Published online 2008 Sep 8. doi:  10.1073/pnas.0805965105
PMCID: PMC2544564

Accelerated evolution of resistance in multidrug environments


The emergence of resistance during multidrug chemotherapy impedes the treatment of many human diseases, including malaria, TB, HIV, and cancer. Although certain combination therapies have long been known to be more effective in curing patients than single drugs, the impact of such treatments on the evolution of drug resistance is unclear. In particular, very little is known about how the evolution of resistance is affected by the nature of the interactions—synergy or antagonism—between drugs. Here we directly measure the effect of various inhibitory and subinhibitory drug combinations on the rate of adaptation. We develop an automated assay for monitoring the parallel evolution of hundreds of Escherchia coli populations in a two-dimensional grid of drug gradients over many generations. We find a correlation between synergy and the rate of adaptation, whereby evolution in more synergistic drug combinations, typically preferred in clinical settings, is faster than evolution in antagonistic combinations. We also find that resistance to some synergistic combinations evolves faster than resistance to individual drugs. The accelerated evolution may be due to a larger selective advantage for resistance mutations in synergistic treatments. We describe a simple geometric model in which mutations conferring resistance to one drug of a synergistic pair prevent not only the inhibitory effect of that drug but also its enhancing effect on the other drug. Future study of the profound impact that synergy and other drug-pair properties can have on the rate of adaptation may suggest new treatment strategies for combating the spread of antibiotic resistance.
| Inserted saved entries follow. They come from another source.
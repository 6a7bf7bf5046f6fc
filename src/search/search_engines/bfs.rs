//! Breadth first search

use crate::search::{
    search_engines::{
        FifoFrontier, SearchEngine, SearchNode, SearchResult, SearchSpace, SearchStatistics,
        VisitedRegistry,
    },
    FrontierEntry, Heuristic, Problem, StepGenerator, TraceSink, TraceSnapshot,
};

#[derive(Debug)]
pub struct BFS {}

impl BFS {
    pub fn new() -> Self {
        Self {}
    }
}

fn snapshot(step: usize, frontier: &FifoFrontier, visited: &VisitedRegistry) -> TraceSnapshot {
    let entries = frontier
        .positions()
        .map(|position| FrontierEntry::Plain { position })
        .collect();
    TraceSnapshot::new(step, entries, visited.closed())
}

impl SearchEngine for BFS {
    fn search(
        &mut self,
        problem: &Problem,
        _heuristic: &dyn Heuristic,
        sink: &mut dyn TraceSink,
    ) -> (SearchResult, SearchStatistics) {
        let mut statistics = SearchStatistics::new();
        let generator = StepGenerator::new(problem);
        let mut space = SearchSpace::new();
        let mut visited = VisitedRegistry::new();
        let mut frontier = FifoFrontier::new();
        let mut step = 0;

        let root = space.insert(SearchNode::new(problem.start(), None, 0, 0));
        statistics.increment_generated_nodes();

        if problem.start() == problem.goal() {
            return (SearchResult::Success(space.extract_path(root)), statistics);
        }

        frontier.insert(root, problem.start());
        step += 1;
        sink.record(snapshot(step, &frontier, &visited));

        while let Some((id, position)) = frontier.remove_next() {
            visited.mark_closed(position);
            statistics.increment_expanded_nodes();
            let cost_so_far = space.get(id).cost_so_far();

            for successor in generator.successors(position) {
                if visited.is_closed(successor) {
                    statistics.increment_suppressed_nodes();
                    continue;
                }

                // Cut at generation time: the goal node never joins the
                // frontier. Its snapshot is the singleton goal entry.
                if successor == problem.goal() {
                    let goal_id =
                        space.insert(SearchNode::new(successor, Some(id), cost_so_far + 1, 0));
                    statistics.increment_generated_nodes();
                    step += 1;
                    sink.record(TraceSnapshot::new(
                        step,
                        vec![FrontierEntry::Plain {
                            position: successor,
                        }],
                        visited.closed(),
                    ));
                    return (
                        SearchResult::Success(space.extract_path(goal_id)),
                        statistics,
                    );
                }

                if frontier.contains(successor) {
                    statistics.increment_suppressed_nodes();
                    continue;
                }

                let child = space.insert(SearchNode::new(successor, Some(id), cost_so_far + 1, 0));
                statistics.increment_generated_nodes();
                frontier.insert(child, successor);
            }

            step += 1;
            sink.record(snapshot(step, &frontier, &visited));
        }

        (SearchResult::Exhausted, statistics)
    }
}

#[cfg(test)]
mod tests {
    use super::*;
    use crate::search::{NullTrace, Position, RecordingTrace};
    use crate::test_utils::*;

    fn search(problem: &Problem) -> (SearchResult, SearchStatistics) {
        BFS::new().search(problem, &zero_heuristic(), &mut NullTrace)
    }

    fn search_traced(problem: &Problem) -> (SearchResult, Vec<TraceSnapshot>) {
        let mut sink = RecordingTrace::new();
        let (result, _) = BFS::new().search(problem, &zero_heuristic(), &mut sink);
        (result, sink.into_snapshots())
    }

    #[test]
    fn finds_shortest_path_to_positive_goal() {
        let problem = problem(0, 3, 1, 20);
        let (result, _) = search(&problem);
        let path = result.path().expect("goal is reachable");
        assert_valid_path(&problem, path);
        assert_eq!(path.moves(), 3);
        assert_eq!(
            path.positions(),
            &[
                Position::new(0),
                Position::new(1),
                Position::new(2),
                Position::new(3)
            ]
        );
    }

    #[test]
    fn finds_path_to_negative_goal() {
        let problem = problem(0, -2, 1, 20);
        let (result, _) = search(&problem);
        let path = result.path().expect("goal is reachable");
        assert_valid_path(&problem, path);
        assert_eq!(path.moves(), 2);
    }

    #[test]
    fn walks_in_larger_steps() {
        let problem = problem(-2, 6, 2, 20);
        let (result, _) = search(&problem);
        let path = result.path().expect("goal is reachable");
        assert_valid_path(&problem, path);
        assert_eq!(path.moves(), 4);
    }

    #[test]
    fn start_equals_goal_needs_no_moves() {
        let problem = problem(5, 5, 1, 20);
        let (result, _) = search(&problem);
        let path = result.path().expect("already at the goal");
        assert_eq!(path.positions(), &[Position::new(5)]);
        assert_eq!(path.moves(), 0);
    }

    #[test]
    fn unreachable_step_lattice_exhausts() {
        // 4 is not a multiple of 3, so no sequence of +-3 steps reaches it.
        let (result, _) = search(&problem(0, 4, 3, 20));
        assert!(result.is_exhausted());
    }

    #[test]
    fn goal_beyond_bound_exhausts() {
        let (result, _) = search(&problem(0, 25, 1, 20));
        assert!(result.is_exhausted());
    }

    #[test]
    fn expansion_count_stays_within_state_space() {
        // Exhaustion visits each in-bound lattice position at most once.
        let (result, statistics) = search(&problem(0, 4, 3, 20));
        assert!(result.is_exhausted());
        assert!(statistics.expanded_nodes() <= 2 * 20 / 3 + 1);
    }

    #[test]
    fn goal_is_cut_at_generation_time() {
        let goal = Position::new(1);
        let (result, snapshots) = search_traced(&problem(0, 1, 1, 20));
        assert!(result.is_success());

        // The goal appears exactly once: as the singleton frontier of the
        // final snapshot, never expanded and never closed.
        let last = snapshots.last().expect("at least one snapshot");
        assert_eq!(last.frontier, vec![FrontierEntry::Plain { position: goal }]);
        assert!(!last.closed.contains(&goal));
        for snapshot in &snapshots[..snapshots.len() - 1] {
            assert!(snapshot.frontier.iter().all(|entry| entry.position() != goal));
        }
    }

    #[test]
    fn first_snapshot_holds_the_root_alone() {
        let (_, snapshots) = search_traced(&problem(0, 3, 1, 20));
        assert_eq!(snapshots[0].step, 1);
        assert_eq!(
            snapshots[0].frontier,
            vec![FrontierEntry::Plain {
                position: Position::new(0)
            }]
        );
        assert!(snapshots[0].closed.is_empty());
    }

    #[test]
    fn repeated_runs_are_identical() {
        let problem = problem(0, 3, 1, 20);
        let (first_result, first_snapshots) = search_traced(&problem);
        let (second_result, second_snapshots) = search_traced(&problem);
        assert_eq!(first_result, second_result);
        assert_eq!(first_snapshots, second_snapshots);
    }
}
Keywords: adaptation, antagonism, synergy, antibiotics, antibiotic resistance

Challenged by rapid emergence of drug-resistant pathogens and limited supply of new antibiotics, clinicians increasingly rely on multidrug treatments to combat infections (17). When drugs are applied together the effect of a drug can depend on the presence or absence of the other drug. Such interactions between drugs are classified as additive, synergistic, or antagonistic depending on whether their combined effect on bacterial growth is equal to, greater than, or less than expected based on the inhibitory abilities of the individual drugs (8, 9). Two main goals of drug treatment are stopping bacterial growth and preventing the evolution of drug resistance (5, 1012). Although synergistically interacting drugs are often favored because of their greater combined ability to inhibit growth (13), little direct evidence for their ability to suppress the evolution of resistance exists, and some studies even suggest the contrary (1418).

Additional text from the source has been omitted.